The M25 annoys because it is too big (its 117 miles received thousands of planning objections before it opened in 1986) and because it is too small (it promptly became known as “Britain’s biggest car park”). It irritates because it is too prominent (embankments were dug and 2m trees were planted to try to screen it) and because it is too recessed (drivers cannot relish the rolling English countryside but snake through an endless cutting). The phrase “within the M25” is used to denote smug metropolitans; smug metropolitans, in turn, say “beyond the M25” to signify “there be monsters” (or at least no decent flat whites). It is not, in short, a particularly well-liked road.
It is, though, an important one. For its construction helps mark the moment when Britain fell out of love with motorways. As multi-lane roads started to unspool across the country, Britons were initially delighted. When the M1, Britain’s first intercity motorway, opened in 1959 Britons took day trips on it. Postcards were sold of such appealing bits of tarmac as “The M1 near Newport Pagnell”, “A40 Traffic” and “The Underpass, Croydon”.

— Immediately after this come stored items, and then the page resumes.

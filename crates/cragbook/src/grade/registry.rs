use std::collections::HashMap;
use std::sync::LazyLock;

use super::category::Category;
use super::scale::{DifficultyScale, builtin_scales};
use super::system::GradingSystem;
use crate::config::scale::SCALE_LEN;
use crate::error::{Error, Result};

static STANDARD: LazyLock<GradeRegistry> = LazyLock::new(|| {
    GradeRegistry::from_scales(builtin_scales()).expect("built-in grade scales are consistent")
});

/// Why a grade was passed through unchanged.
#[derive(Debug, Clone, Copy, PartialEq, Eq)]
pub enum UnchangedReason {
    /// The grade is not a label of any scale in the category
    UnrecognizedGrade,
    /// The target system does not belong to the category
    UnknownSystem,
}

/// Outcome of a grade conversion.
///
/// Misses are never errors: the original label is kept so that callers
/// always have something to display.
#[derive(Debug, Clone, Copy, PartialEq, Eq)]
pub enum Conversion<'a> {
    Converted {
        grade: &'static str,
        /// System the input grade was found in
        from: GradingSystem,
        /// Normalized difficulty (0 = easiest)
        index: usize,
    },
    Unchanged {
        original: &'a str,
        reason: UnchangedReason,
    },
}

impl<'a> Conversion<'a> {
    /// Converted label, or the original input on a miss.
    pub fn as_str(&self) -> &'a str {
        match *self {
            Self::Converted { grade, .. } => grade,
            Self::Unchanged { original, .. } => original,
        }
    }

    pub fn is_converted(&self) -> bool {
        matches!(self, Self::Converted { .. })
    }

    pub fn index(&self) -> Option<usize> {
        match *self {
            Self::Converted { index, .. } => Some(index),
            Self::Unchanged { .. } => None,
        }
    }
}

impl std::fmt::Display for Conversion<'_> {
    fn fmt(&self, f: &mut std::fmt::Formatter<'_>) -> std::fmt::Result {
        f.write_str(self.as_str())
    }
}

/// Difficulty scales for every grading system, grouped by category.
#[derive(Debug, Clone)]
pub struct GradeRegistry {
    boulder: Vec<DifficultyScale>,
    rope: Vec<DifficultyScale>,
}

impl GradeRegistry {
    /// Shared registry over the built-in scales.
    pub fn standard() -> &'static GradeRegistry {
        &STANDARD
    }

    /// Build a registry, validating the scale tables.
    ///
    /// Every system of every category needs exactly one scale of
    /// `SCALE_LEN` labels, and no label may appear twice within a category.
    /// Scales are searched in `Category::systems()` order regardless of the
    /// order they are given in.
    pub fn from_scales<I>(scales: I) -> Result<Self>
    where
        I: IntoIterator<Item = DifficultyScale>,
    {
        let mut by_system: HashMap<GradingSystem, DifficultyScale> = HashMap::new();
        for scale in scales {
            if scale.len() != SCALE_LEN {
                return Err(Error::ScaleLength {
                    system: scale.system(),
                    expected: SCALE_LEN,
                    actual: scale.len(),
                });
            }
            let system = scale.system();
            if by_system.insert(system, scale).is_some() {
                return Err(Error::DuplicateSystem(system));
            }
        }

        let mut group = |category: Category| -> Result<Vec<DifficultyScale>> {
            let mut seen: HashMap<&'static str, GradingSystem> = HashMap::new();
            let mut scales = Vec::with_capacity(category.systems().len());
            for &system in category.systems() {
                let scale = by_system
                    .remove(&system)
                    .ok_or(Error::MissingScale(system))?;
                for &label in scale.labels() {
                    if let Some(&first) = seen.get(label) {
                        return Err(Error::DuplicateLabel {
                            label: label.to_string(),
                            first,
                            second: system,
                        });
                    }
                    seen.insert(label, system);
                }
                scales.push(scale);
            }
            Ok(scales)
        };

        let boulder = group(Category::Boulder)?;
        let rope = group(Category::Rope)?;
        Ok(Self { boulder, rope })
    }

    /// Scales of a category, in search order.
    pub fn scales(&self, category: Category) -> &[DifficultyScale] {
        match category {
            Category::Boulder => &self.boulder,
            Category::Rope => &self.rope,
        }
    }

    pub fn scale(&self, system: GradingSystem) -> Option<&DifficultyScale> {
        self.scales(system.category())
            .iter()
            .find(|scale| scale.system() == system)
    }

    /// Label at a normalized index in `system`.
    pub fn label(&self, system: GradingSystem, index: usize) -> Option<&'static str> {
        self.scale(system)?.label_at(index)
    }

    /// First scale (in search order) containing `grade`, with its index.
    fn locate(&self, grade: &str, category: Category) -> Option<(GradingSystem, usize)> {
        self.scales(category)
            .iter()
            .find_map(|scale| scale.index_of(grade).map(|index| (scale.system(), index)))
    }

    /// Normalized difficulty of a grade within its category (0 = easiest).
    pub fn difficulty_index(&self, grade: &str, category: Category) -> Option<usize> {
        self.locate(grade, category).map(|(_, index)| index)
    }

    /// System a grade label belongs to.
    pub fn source_system(&self, grade: &str, category: Category) -> Option<GradingSystem> {
        self.locate(grade, category).map(|(system, _)| system)
    }

    /// Convert a grade into `target`, searching the target's category.
    pub fn convert<'a>(&self, grade: &'a str, target: GradingSystem) -> Conversion<'a> {
        let Some((from, index)) = self.locate(grade, target.category()) else {
            return Conversion::Unchanged {
                original: grade,
                reason: UnchangedReason::UnrecognizedGrade,
            };
        };
        match self.label(target, index) {
            Some(label) => Conversion::Converted {
                grade: label,
                from,
                index,
            },
            None => Conversion::Unchanged {
                original: grade,
                reason: UnchangedReason::UnknownSystem,
            },
        }
    }

    /// Convert with a loosely-typed target system name.
    ///
    /// `target_name` must be an exact system name of `category` ("V-Scale",
    /// "Font", "YDS", "French", "UIAA"); anything else leaves the grade
    /// unchanged instead of failing.
    pub fn convert_in<'a>(
        &self,
        grade: &'a str,
        category: Category,
        target_name: &str,
    ) -> Conversion<'a> {
        if self.locate(grade, category).is_none() {
            return Conversion::Unchanged {
                original: grade,
                reason: UnchangedReason::UnrecognizedGrade,
            };
        }
        let target = category
            .systems()
            .iter()
            .find(|system| system.name() == target_name);
        match target {
            Some(&target) => self.convert(grade, target),
            None => Conversion::Unchanged {
                original: grade,
                reason: UnchangedReason::UnknownSystem,
            },
        }
    }

    /// Display string for a grade in `target_name`; the input on any miss.
    pub fn convert_display(&self, grade: &str, category: Category, target_name: &str) -> String {
        self.convert_in(grade, category, target_name)
            .as_str()
            .to_string()
    }
}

There were some sceptics. One transport minister warned, to later smirking, that by travelling at such speed “senses may be numbed and judgment warped” (anyone who has ever wondered who pays to sit in the massage chairs at Thurrock services might agree with him). But mostly Britons were thrilled.
By the 1970s Britain had 1,000 miles of modern motorways. Or modernish. In his book “On Roads”, Joe Moran points out that Britain’s roads are part transport system, part palimpsest. The runway on which Neville Chamberlain landed when returning from Munich was incorporated into a strikingly straight section of the M4; a map of Britain’s motorways is an uncanny echo of the Antonine Itinerary, a third-century road book.
By the time work on the M25 began, the ardour had not gone but it was dimming: at its opening Margaret Thatcher complained at those who “carp and criticise”. “The Hitchhiker’s Guide to the Galaxy”, first broadcast as a radio play in 1978, opens as the hero, Arthur Dent, learns that Earth is to be demolished for a hyperspace bypass. He lies in front of a digger, refuses to move and tells the builders to “Go away, and take your bloody bypass with you.” Thanks in part to such objections Britain’s too-narrow roads often don’t see much movement either.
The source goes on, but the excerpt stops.